Calcium Release Deficiency Syndrome (CRDS) is a newly discovered genetic arrhythmia syndrome that confers a risk of life-threatening arrhythmias secondary to RYR2 loss-of-function. The International CRDS registry has been designed to facilitate large-scale evaluation of CRDS, including its phenotypic spectrum, approaches to risk stratification, and optimal treatment strategies.

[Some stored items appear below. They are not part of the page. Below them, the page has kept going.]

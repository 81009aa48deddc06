pub mod ui;

use clap::{error::ErrorKind, CommandFactory, Parser};
use crossterm::{
    event::{KeyCode, KeyEvent, KeyEventKind, KeyModifiers},
    execute,
    terminal::{disable_raw_mode, enable_raw_mode, EnterAlternateScreen, LeaveAlternateScreen},
    tty::IsTty,
};
use ratatui::{
    backend::{Backend, CrosstermBackend},
    Terminal,
};
use spectype::{
    app_dirs::AppDirs,
    config::{Config, ConfigStore, FileConfigStore},
    persist::{Gateway, HttpRemoteScores, MemoryScoreStore, RemoteScores, ScoreStore, SqliteScoreStore},
    runtime::{AppEvent, AppEventSource, CrosstermEventSource, FixedTicker, Runner, Ticker},
    scoring::RecoveryMode,
    session::{Command, InputOutcome, Session, SessionState},
    timer::{Clock, MonotonicClock},
    words::{RandomWords, ScriptedWords, Vocabulary, WordSource},
};
use std::{
    error::Error,
    fs::{self, OpenOptions},
    io::{self, stdin},
    path::{Path, PathBuf},
    sync::{mpsc::Sender, Arc},
    time::Duration,
};

/// Longest the loop sleeps when no game task is due (title and game over screens)
const IDLE_POLL_MS: u64 = 250;

pub type GameSession = Session<Box<dyn WordSource>, Gateway>;

/// type haunted words fast enough to keep the ghost away
#[derive(Parser, Debug, Clone)]
#[clap(
    version,
    about,
    long_about = "A terminal typing game: every word you type pushes the ghost back, every moment you hesitate lets it creep closer. The ghost speeds up every 20 seconds."
)]
pub struct Cli {
    /// high score server to sync with, e.g. http://127.0.0.1:5000
    #[clap(short = 'u', long)]
    server_url: Option<String>,

    /// keep the high score on this machine only
    #[clap(long)]
    offline: bool,

    /// use the older flat recovery formula (correct letters + 2 for a perfect word)
    #[clap(long)]
    flat_recovery: bool,

    /// practise these comma separated words in order instead of random haunted words
    #[clap(short = 'w', long, value_delimiter = ',')]
    words: Vec<String>,

    /// config file to use instead of the per-user one
    #[clap(short = 'c', long)]
    config: Option<PathBuf>,

    /// seed for the random word picker
    #[clap(long)]
    seed: Option<u64>,
}

impl Cli {
    /// Command line flags win over the config file for this run
    fn apply(&self, mut config: Config) -> Config {
        if self.flat_recovery {
            config.rules.recovery = RecoveryMode::Flat;
        }
        if self.server_url.is_some() {
            config.server_url = self.server_url.clone();
        }
        if self.offline {
            config.server_url = None;
        }
        config
    }

    fn config_store(&self) -> FileConfigStore {
        match &self.config {
            Some(path) => FileConfigStore::with_path(path),
            None => FileConfigStore::new(),
        }
    }

    fn word_source(&self) -> Box<dyn WordSource> {
        if !self.words.is_empty() {
            return Box::new(ScriptedWords::new(self.words.clone()));
        }

        let vocab = Vocabulary::builtin();
        match self.seed {
            Some(seed) => Box::new(RandomWords::with_seed(vocab, seed)),
            None => Box::new(RandomWords::new(vocab)),
        }
    }
}

/// Build the persistence gateway. A broken local database or server url
/// degrades to a session-only high score rather than stopping the game.
fn build_gateway(config: &Config, events: Sender<AppEvent>) -> Gateway {
    let local: Box<dyn ScoreStore> = match SqliteScoreStore::open(AppDirs::high_score_db_path()) {
        Ok(store) => Box::new(store),
        Err(e) => {
            log::warn!("local high score unavailable, keeping it in memory: {e}");
            Box::new(MemoryScoreStore::new())
        }
    };

    let remote = config
        .server_url
        .as_deref()
        .and_then(|url| match HttpRemoteScores::new(url) {
            Ok(client) => Some(Arc::new(client) as Arc<dyn RemoteScores>),
            Err(e) => {
                log::warn!("not syncing high scores with {url}: {e}");
                None
            }
        });

    Gateway::new(local, remote, events)
}

fn open_log_file(path: &Path) -> io::Result<fs::File> {
    if let Some(parent) = path.parent() {
        fs::create_dir_all(parent)?;
    }
    OpenOptions::new().create(true).append(true).open(path)
}

/// The log file, or a sink if it cannot be opened. The game runs either way.
fn log_target(path: &Path) -> (env_logger::Target, Option<io::Error>) {
    match open_log_file(path) {
        Ok(file) => (env_logger::Target::Pipe(Box::new(file)), None),
        Err(e) => (env_logger::Target::Pipe(Box::new(io::sink())), Some(e)),
    }
}

fn init_logging() {
    let path = AppDirs::log_path();
    let (target, failure) = log_target(&path);

    // the terminal is in raw mode while we run, so logs never go to it
    env_logger::Builder::from_env(env_logger::Env::default().default_filter_or("info"))
        .target(target)
        .init();

    if let Some(e) = failure {
        eprintln!("spectype: not logging, cannot open {}: {e}", path.display());
    }
}

pub struct App {
    pub session: GameSession,
    /// The input line as the player sees it
    pub input: String,
}

impl App {
    pub fn new(session: GameSession) -> Self {
        Self {
            session,
            input: String::new(),
        }
    }

    /// Handle one event from the runner. Returns false when the player
    /// wants out.
    pub fn on_event(&mut self, event: AppEvent, now: Duration) -> bool {
        match event {
            AppEvent::Key(key) => return self.on_key(key, now),
            AppEvent::HighScore(score) => {
                self.session.handle(now, Command::ObserveHighScore(score));
            }
            AppEvent::Resize | AppEvent::Tick => {
                self.session.handle(now, Command::Advance);
            }
        }
        true
    }

    /// Handle one key press. Returns false when the player wants out.
    pub fn on_key(&mut self, key: KeyEvent, now: Duration) -> bool {
        if key.kind == KeyEventKind::Release {
            return true;
        }

        match key.code {
            KeyCode::Esc => return false,
            KeyCode::Char('c') if key.modifiers.contains(KeyModifiers::CONTROL) => return false,
            KeyCode::Enter => {
                if self.session.handle(now, Command::Start) == InputOutcome::Started {
                    self.input.clear();
                }
            }
            KeyCode::Backspace => {
                if self.input.pop().is_some() {
                    self.submit(now);
                }
            }
            KeyCode::Char(c) if self.session.state() == SessionState::Playing => {
                self.input.push(c);
                self.submit(now);
            }
            _ => {
                self.session.handle(now, Command::Advance);
            }
        }

        true
    }

    fn submit(&mut self, now: Duration) {
        match self.session.handle(now, Command::Submit(&self.input)) {
            InputOutcome::Updated | InputOutcome::Started => {}
            InputOutcome::WordCompleted | InputOutcome::Ignored => self.input.clear(),
        }
    }
}

fn main() -> Result<(), Box<dyn Error>> {
    let cli = Cli::parse();

    if !stdin().is_tty() {
        let mut cmd = Cli::command();
        cmd.error(ErrorKind::Io, "stdin must be a tty").exit();
    }

    init_logging();

    let store = cli.config_store();
    let config = cli.apply(store.load_or_init());
    log::info!("config {}", store.path().display());
    let runner = Runner::new(
        CrosstermEventSource::new(),
        FixedTicker::new(Duration::from_millis(IDLE_POLL_MS)),
    );
    let gateway = build_gateway(&config, runner.sender());
    let mut app = App::new(Session::new(cli.word_source(), gateway, config.rules));

    enable_raw_mode()?;

    let mut stdout = io::stdout();
    execute!(stdout, EnterAlternateScreen)?;
    let backend = CrosstermBackend::new(stdout);
    let mut terminal = Terminal::new(backend)?;

    let result = run(&mut terminal, &mut app, &runner, &MonotonicClock::new());
    app.session.teardown();

    disable_raw_mode()?;
    execute!(terminal.backend_mut(), LeaveAlternateScreen)?;
    terminal.show_cursor()?;

    result
}

fn run<B: Backend, E: AppEventSource, T: Ticker, C: Clock>(
    terminal: &mut Terminal<B>,
    app: &mut App,
    runner: &Runner<E, T>,
    clock: &C,
) -> Result<(), Box<dyn Error>> {
    loop {
        terminal.draw(|f| f.render_widget(&*app, f.area()))?;

        let until_deadline = app
            .session
            .next_deadline()
            .map(|due| due.saturating_sub(clock.now()));
        let event = runner.step(until_deadline);

        if !app.on_event(event, clock.now()) {
            break;
        }
    }

    Ok(())
}

#[cfg(test)]
pub(crate) fn test_app(words: &[&str], high_score: u64) -> App {
    test_app_with_rules(words, high_score, spectype::scoring::Rules::default())
}

#[cfg(test)]
pub(crate) fn test_app_with_rules(
    words: &[&str],
    high_score: u64,
    rules: spectype::scoring::Rules,
) -> App {
    let (tx, _rx) = std::sync::mpsc::channel();
    let gateway = Gateway::offline(Box::new(MemoryScoreStore::with_score(high_score)), tx);
    let words: Box<dyn WordSource> = Box::new(ScriptedWords::new(words.iter().copied()));
    App::new(Session::new(words, gateway, rules))
}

Calcium Release Deficiency Syndrome (CRDS) is a recently discovered inherited arrhythmia syndrome that predisposes to malignant ventricular arrhythmias and sudden cardiac death (SCD). The underlying genetic culprit of CRDS is RYR2, which encodes the cardiac ryanodine receptor. In contrast to Catecholaminergic Polymorphic Ventricular Tachycardia (CPVT), which stems from pathogenic RYR2 gain-of-function, CRDS manifests secondary to RyR2 loss-of-function. Enrolment into the CRDS registry requires that the putative disease causing RYR2 variant is confirmed to result in a loss-of-function on in vitro functional analysis. Individuals possessing an RYR2 truncating variant or large copy number variant will be eligible for enrolment into a second registry arm. Patients with a suspected CRDS diagnosis whose RYR2 variant is found not to impact function will be entered into a control arm of the registry.
Given its recent discovery, our understanding of CRDS remains in its infancy. The International CRDS registry has been designed to facilitate evaluation of large numbers of CRDS patients and enable robust insights to hopefully improve management of affected patients and families.